The officials said investigators now believe that Odin Lloyd, the man Hernandez is charged with killing in a North Attleboro industrial park June 17, may have had information about Hernandez’s role in the double slaying.
“The motive might have been that the victim knew [Hernandez] might have been involved,” one of the officials said.

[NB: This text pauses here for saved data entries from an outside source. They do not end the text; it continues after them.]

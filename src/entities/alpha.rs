// ABOUTME: The Alpha entity: uuid-keyed animal rows with managed FirstInsert/LastUpdate columns
// ABOUTME: Column constants and the descriptor set for the `Alpha` table
//
// SPDX-License-Identifier: MIT OR Apache-2.0
// Copyright (c) 2025 Pierre Fitness Intelligence

use crate::schema::{Affinity, Entity, FieldDescriptor, Schema};
use std::sync::OnceLock;

/// Table name
pub const TABLE: &str = "Alpha";

/// Primary key
pub const FIELD_UUID: &str = "Uuid";
/// Creation timestamp, `DATETIME(6)`
pub const FIELD_FIRST_INSERT: &str = "FirstInsert";
/// Update timestamp, `DATETIME(6)`
pub const FIELD_LAST_UPDATE: &str = "LastUpdate";
/// Free-text animal name
pub const FIELD_ANIMAL: &str = "Animal";
/// Nullable `BIGINT UNSIGNED`
pub const FIELD_BIG_NUMBER: &str = "BigNumber";
/// Nullable text; the column name differs from the struct field
pub const FIELD_TEST_FIELD: &str = "test_field";

/// Every column, in declaration order
pub const FIELDS: [&str; 6] = [
    FIELD_UUID,
    FIELD_FIRST_INSERT,
    FIELD_LAST_UPDATE,
    FIELD_ANIMAL,
    FIELD_BIG_NUMBER,
    FIELD_TEST_FIELD,
];

/// One row of `Alpha`
#[derive(Debug, Clone, Default, PartialEq, Eq)]
pub struct Alpha {
    /// `Uuid`
    pub uuid: String,
    /// `FirstInsert`
    pub first_insert: String,
    /// `LastUpdate`
    pub last_update: String,
    /// `Animal`
    pub animal: String,
    /// `BigNumber`
    pub big_number: String,
    /// `test_field`
    pub test_field: String,
}

impl Alpha {
    /// A row with only the key and animal set
    #[must_use]
    pub fn new(uuid: impl Into<String>, animal: impl Into<String>) -> Self {
        Self {
            uuid: uuid.into(),
            animal: animal.into(),
            ..Self::default()
        }
    }
}

fn build_schema() -> Schema<Alpha> {
    Schema::new(
        TABLE,
        FIELD_UUID,
        vec![
            FieldDescriptor::text(
                FIELD_UUID,
                Affinity::Identifier,
                |e: &Alpha| &e.uuid,
                |e: &mut Alpha, v| e.uuid = v,
            ),
            FieldDescriptor::text(
                FIELD_FIRST_INSERT,
                Affinity::DateTime { precision: 6 },
                |e: &Alpha| &e.first_insert,
                |e: &mut Alpha, v| e.first_insert = v,
            ),
            FieldDescriptor::text(
                FIELD_LAST_UPDATE,
                Affinity::DateTime { precision: 6 },
                |e: &Alpha| &e.last_update,
                |e: &mut Alpha, v| e.last_update = v,
            ),
            FieldDescriptor::text(
                FIELD_ANIMAL,
                Affinity::Text,
                |e: &Alpha| &e.animal,
                |e: &mut Alpha, v| e.animal = v,
            ),
            FieldDescriptor::text(
                FIELD_BIG_NUMBER,
                Affinity::Integer {
                    unsigned: true,
                    bytes: 8,
                },
                |e: &Alpha| &e.big_number,
                |e: &mut Alpha, v| e.big_number = v,
            ),
            FieldDescriptor::text(
                FIELD_TEST_FIELD,
                Affinity::Text,
                |e: &Alpha| &e.test_field,
                |e: &mut Alpha, v| e.test_field = v,
            ),
        ],
    )
    .with_timestamps(FIELD_FIRST_INSERT, FIELD_LAST_UPDATE)
}

impl Entity for Alpha {
    fn schema() -> &'static Schema<Self> {
        static SCHEMA: OnceLock<Schema<Alpha>> = OnceLock::new();
        SCHEMA.get_or_init(build_schema)
    }
}
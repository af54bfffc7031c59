// ABOUTME: Field descriptor sets mapping entity fields to table columns without reflection
// ABOUTME: Ordered column names, SQL affinities, and accessor/mutator pairs per entity type
//
// SPDX-License-Identifier: MIT OR Apache-2.0
// Copyright (c) 2025 Pierre Fitness Intelligence

//! # Field Descriptor Sets
//!
//! Each entity type declares, once, an ordered list of [`FieldDescriptor`]s.
//! A descriptor binds a column name and its SQL [`Affinity`] to a pair of
//! plain function pointers that read and write the corresponding struct field.
//! Column-subset operations look fields up by name and go through these
//! pointers, so no runtime type inspection is ever needed.
//!
//! ```text
//! static SCHEMA: OnceLock<Schema<Alpha>> = OnceLock::new();
//! SCHEMA.get_or_init(|| {
//!     Schema::new("Alpha", "Uuid", vec![
//!         FieldDescriptor::text(
//!             "Uuid",
//!             Affinity::Identifier,
//!             |e: &Alpha| &e.uuid,
//!             |e: &mut Alpha, v| e.uuid = v,
//!         ),
//!     ])
//!     .with_timestamps("FirstInsert", "LastUpdate")
//! });
//! ```

use crate::value::{FieldRef, FieldValue};
use margo_core::errors::{StoreError, StoreResult};
use std::fmt;

/// Declared SQL affinity of a column
///
/// The affinity decides how a value is validated and bound on write and how
/// it is decoded on read.
#[derive(Debug, Clone, Copy, PartialEq, Eq)]
pub enum Affinity {
    /// `TINYINT` .. `BIGINT`
    Integer {
        /// Declared `UNSIGNED`
        unsigned: bool,
        /// Storage width in bytes: 1, 2, 3, 4 or 8
        bytes: u8,
    },
    /// `FLOAT`, `DOUBLE`, `REAL`
    Float {
        /// `FLOAT` (single precision) rather than `DOUBLE`
        single: bool,
    },
    /// `DECIMAL(M, D)`, `NUMERIC`, `FIXED`
    Decimal {
        /// Total significant digits (`M`)
        precision: u8,
        /// Digits after the decimal point (`D`)
        scale: u8,
    },
    /// `BIT(n)`, 1 to 64 bits
    Bit {
        /// Declared bit width
        bits: u8,
    },
    /// `BOOL` / `BOOLEAN` / `TINYINT(1)`
    Boolean,
    /// `CHAR(n)`
    Char {
        /// Declared length in characters
        length: u32,
    },
    /// `VARCHAR`, `TEXT` and its variants
    Text,
    /// `BINARY(n)`, zero-padded to `length`
    Binary {
        /// Declared length in bytes
        length: u32,
    },
    /// `VARBINARY`, `BLOB` and its variants
    Blob,
    /// `ENUM(...)`
    Enum {
        /// Labels in declaration order
        labels: &'static [&'static str],
    },
    /// `SET(...)`
    Set {
        /// Members in declaration order
        members: &'static [&'static str],
    },
    /// `DATE`
    Date,
    /// `TIME(fsp)`
    Time {
        /// Fractional-second digits (0-6)
        precision: u8,
    },
    /// `DATETIME(fsp)`
    DateTime {
        /// Fractional-second digits (0-6)
        precision: u8,
    },
    /// `TIMESTAMP(fsp)`
    Timestamp {
        /// Fractional-second digits (0-6)
        precision: u8,
    },
    /// `YEAR`
    Year,
    /// UUID-like opaque identifier stored in a character column
    Identifier,
}

/// Coarse grouping of affinities
#[derive(Debug, Clone, Copy, PartialEq, Eq, Hash)]
pub enum AffinityClass {
    /// Integers, floats, decimals, bits, booleans
    Numeric,
    /// `CHAR(n)`, enums, sets
    FixedString,
    /// `VARCHAR` / `TEXT`, identifiers
    VariableString,
    /// Binary and blob columns
    Binary,
    /// Dates, times, timestamps, years
    Temporal,
}

impl Affinity {
    /// Coarse class of this affinity
    #[must_use]
    pub const fn class(&self) -> AffinityClass {
        match self {
            Self::Integer { .. } | Self::Float { .. } | Self::Decimal { .. } | Self::Bit { .. } | Self::Boolean => {
                AffinityClass::Numeric
            }
            Self::Char { .. } | Self::Enum { .. } | Self::Set { .. } => AffinityClass::FixedString,
            Self::Text | Self::Identifier => AffinityClass::VariableString,
            Self::Binary { .. } | Self::Blob => AffinityClass::Binary,
            Self::Date | Self::Time { .. } | Self::DateTime { .. } | Self::Timestamp { .. } | Self::Year => {
                AffinityClass::Temporal
            }
        }
    }

    /// True when values are carried as raw bytes rather than text
    #[must_use]
    pub const fn is_bytes(&self) -> bool {
        matches!(self, Self::Bit { .. } | Self::Binary { .. } | Self::Blob)
    }

    /// Fractional-second digits for temporal affinities, `0` otherwise
    #[must_use]
    pub const fn precision(&self) -> u8 {
        match self {
            Self::Time { precision } | Self::DateTime { precision } | Self::Timestamp { precision } => *precision,
            _ => 0,
        }
    }
}

impl fmt::Display for Affinity {
    fn fmt(&self, f: &mut fmt::Formatter<'_>) -> fmt::Result {
        match self {
            Self::Integer { unsigned: false, bytes } => write!(f, "int{}", u32::from(*bytes) * 8),
            Self::Integer { unsigned: true, bytes } => write!(f, "uint{}", u32::from(*bytes) * 8),
            Self::Float { single: true } => f.write_str("float"),
            Self::Float { single: false } => f.write_str("double"),
            Self::Decimal { precision, scale } => write!(f, "decimal({precision},{scale})"),
            Self::Bit { bits } => write!(f, "bit({bits})"),
            Self::Boolean => f.write_str("boolean"),
            Self::Char { length } => write!(f, "char({length})"),
            Self::Text => f.write_str("text"),
            Self::Binary { length } => write!(f, "binary({length})"),
            Self::Blob => f.write_str("blob"),
            Self::Enum { .. } => f.write_str("enum"),
            Self::Set { .. } => f.write_str("set"),
            Self::Date => f.write_str("date"),
            Self::Time { precision } => write!(f, "time({precision})"),
            Self::DateTime { precision } => write!(f, "datetime({precision})"),
            Self::Timestamp { precision } => write!(f, "timestamp({precision})"),
            Self::Year => f.write_str("year"),
            Self::Identifier => f.write_str("identifier"),
        }
    }
}

/// Reads and writes one struct field
pub enum Accessor<E> {
    /// Field held as `String`
    Text {
        /// Borrow the field
        get: fn(&E) -> &str,
        /// Replace the field
        set: fn(&mut E, String),
    },
    /// Field held as `Vec<u8>`
    Bytes {
        /// Borrow the field
        get: fn(&E) -> &[u8],
        /// Replace the field
        set: fn(&mut E, Vec<u8>),
    },
}

/// One column of an entity: name, position, affinity, and accessor pair
pub struct FieldDescriptor<E> {
    name: &'static str,
    ordinal: usize,
    affinity: Affinity,
    accessor: Accessor<E>,
}

impl<E> FieldDescriptor<E> {
    /// Descriptor for a field stored as `String`
    pub fn text(
        name: &'static str,
        affinity: Affinity,
        get: fn(&E) -> &str,
        set: fn(&mut E, String),
    ) -> Self {
        Self {
            name,
            ordinal: 0,
            affinity,
            accessor: Accessor::Text { get, set },
        }
    }

    /// Descriptor for a field stored as `Vec<u8>`
    pub fn bytes(
        name: &'static str,
        affinity: Affinity,
        get: fn(&E) -> &[u8],
        set: fn(&mut E, Vec<u8>),
    ) -> Self {
        Self {
            name,
            ordinal: 0,
            affinity,
            accessor: Accessor::Bytes { get, set },
        }
    }

    /// Column name (exact, case-sensitive)
    #[must_use]
    pub const fn name(&self) -> &'static str {
        self.name
    }

    /// Zero-based position in the descriptor set
    #[must_use]
    pub const fn ordinal(&self) -> usize {
        self.ordinal
    }

    /// Declared SQL affinity
    #[must_use]
    pub const fn affinity(&self) -> Affinity {
        self.affinity
    }

    /// Borrow this field's current value on `entity`
    pub fn read<'a>(&self, entity: &'a E) -> FieldRef<'a> {
        match &self.accessor {
            Accessor::Text { get, .. } => FieldRef::Text(get(entity)),
            Accessor::Bytes { get, .. } => FieldRef::Bytes(get(entity)),
        }
    }

    /// Store `value` into this field on `entity`
    ///
    /// # Errors
    ///
    /// Returns [`StoreError::Encoding`] when bytes that are not UTF-8 target a
    /// `String` field; `entity` is left unchanged
    pub fn write(&self, entity: &mut E, value: FieldValue) -> StoreResult<()> {
        match &self.accessor {
            Accessor::Text { set, .. } => {
                let text = value.into_text().map_err(|e| {
                    StoreError::encoding(self.name, format!("value is not UTF-8: {e}"))
                })?;
                set(entity, text);
            }
            Accessor::Bytes { set, .. } => set(entity, value.into_bytes()),
        }
        Ok(())
    }
}

impl<E> fmt::Debug for FieldDescriptor<E> {
    fn fmt(&self, f: &mut fmt::Formatter<'_>) -> fmt::Result {
        f.debug_struct("FieldDescriptor")
            .field("name", &self.name)
            .field("ordinal", &self.ordinal)
            .field("affinity", &self.affinity)
            .finish_non_exhaustive()
    }
}

/// The ordered descriptor set of one entity type, plus its table metadata
pub struct Schema<E> {
    table: &'static str,
    primary_key: &'static str,
    fields: Vec<FieldDescriptor<E>>,
    created_at: Option<&'static str>,
    updated_at: Option<&'static str>,
}

impl<E> Schema<E> {
    /// Build a schema; ordinals follow the order of `fields`
    #[must_use]
    pub fn new(table: &'static str, primary_key: &'static str, fields: Vec<FieldDescriptor<E>>) -> Self {
        let fields = fields
            .into_iter()
            .enumerate()
            .map(|(ordinal, mut field)| {
                field.ordinal = ordinal;
                field
            })
            .collect();
        Self {
            table,
            primary_key,
            fields,
            created_at: None,
            updated_at: None,
        }
    }

    /// Declare the creation and update timestamp columns managed by the timestamp policy
    #[must_use]
    pub fn with_timestamps(mut self, created_at: &'static str, updated_at: &'static str) -> Self {
        self.created_at = Some(created_at);
        self.updated_at = Some(updated_at);
        self
    }

    /// Table name
    #[must_use]
    pub const fn table(&self) -> &'static str {
        self.table
    }

    /// Primary-key column name
    #[must_use]
    pub const fn primary_key(&self) -> &'static str {
        self.primary_key
    }

    /// All descriptors in declaration order
    #[must_use]
    pub fn fields(&self) -> &[FieldDescriptor<E>] {
        &self.fields
    }

    /// Column names in declaration order
    pub fn names(&self) -> impl Iterator<Item = &'static str> + '_ {
        self.fields.iter().map(FieldDescriptor::name)
    }

    /// Number of declared columns
    #[must_use]
    pub fn len(&self) -> usize {
        self.fields.len()
    }

    /// True when no columns are declared
    #[must_use]
    pub fn is_empty(&self) -> bool {
        self.fields.is_empty()
    }

    /// True when `name` is a declared column
    #[must_use]
    pub fn contains(&self, name: &str) -> bool {
        self.lookup(name).is_some()
    }

    /// Descriptor for `name`, if declared
    #[must_use]
    pub fn lookup(&self, name: &str) -> Option<&FieldDescriptor<E>> {
        self.fields.iter().find(|field| field.name == name)
    }

    /// Descriptor for `name`
    ///
    /// # Errors
    ///
    /// Returns [`StoreError::UnknownField`] if the column is not declared
    pub fn field(&self, name: &str) -> StoreResult<&FieldDescriptor<E>> {
        self.lookup(name)
            .ok_or_else(|| StoreError::unknown_field(self.table, name))
    }

    /// Descriptors for `names`, in the order given
    ///
    /// # Errors
    ///
    /// Returns [`StoreError::UnknownField`] for the first undeclared name
    pub fn resolve<S>(&self, names: &[S]) -> StoreResult<Vec<&FieldDescriptor<E>>>
    where
        S: AsRef<str>,
    {
        names.iter().map(|name| self.field(name.as_ref())).collect()
    }

    /// Creation-timestamp descriptor, when the entity declares one
    #[must_use]
    pub fn created_at(&self) -> Option<&FieldDescriptor<E>> {
        self.created_at.and_then(|name| self.lookup(name))
    }

    /// Update-timestamp descriptor, when the entity declares one
    #[must_use]
    pub fn updated_at(&self) -> Option<&FieldDescriptor<E>> {
        self.updated_at.and_then(|name| self.lookup(name))
    }
}

impl<E> fmt::Debug for Schema<E> {
    fn fmt(&self, f: &mut fmt::Formatter<'_>) -> fmt::Result {
        f.debug_struct("Schema")
            .field("table", &self.table)
            .field("primary_key", &self.primary_key)
            .field("fields", &self.fields)
            .field("created_at", &self.created_at)
            .field("updated_at", &self.updated_at)
            .finish()
    }
}

/// A record type mapped to one table
///
/// Implementations hand out a `'static` schema, typically from a `OnceLock`.
pub trait Entity: Default + Send + Sync + Unpin + 'static {
    /// The entity's descriptor set
    fn schema() -> &'static Schema<Self>;

    /// Table name
    fn table() -> &'static str {
        Self::schema().table()
    }
}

The new revelations raised the specter that Hernandez might have been playing football games last season with the Patriots after he had participated in a double murder.
Hernandez
pleaded not guilty Wednesday to murder and firearms charges in Attleboro District Court in the killing of Lloyd, who was shot to death June 17 in an industrial park near Hernandez’s North Attleborough home.
In other news today,
a second man connected to the Lloyd murder was identified: Carlos Ortiz, a 27-year-old man who lives in Bristol, Conn., Hernandez’s hometown.
The attack in Boston occurred just after 2 a.m. on July 16, 2012. Police said the shooter fired numerous times into the car, striking Abreu and Furtado, who was in the passenger seat.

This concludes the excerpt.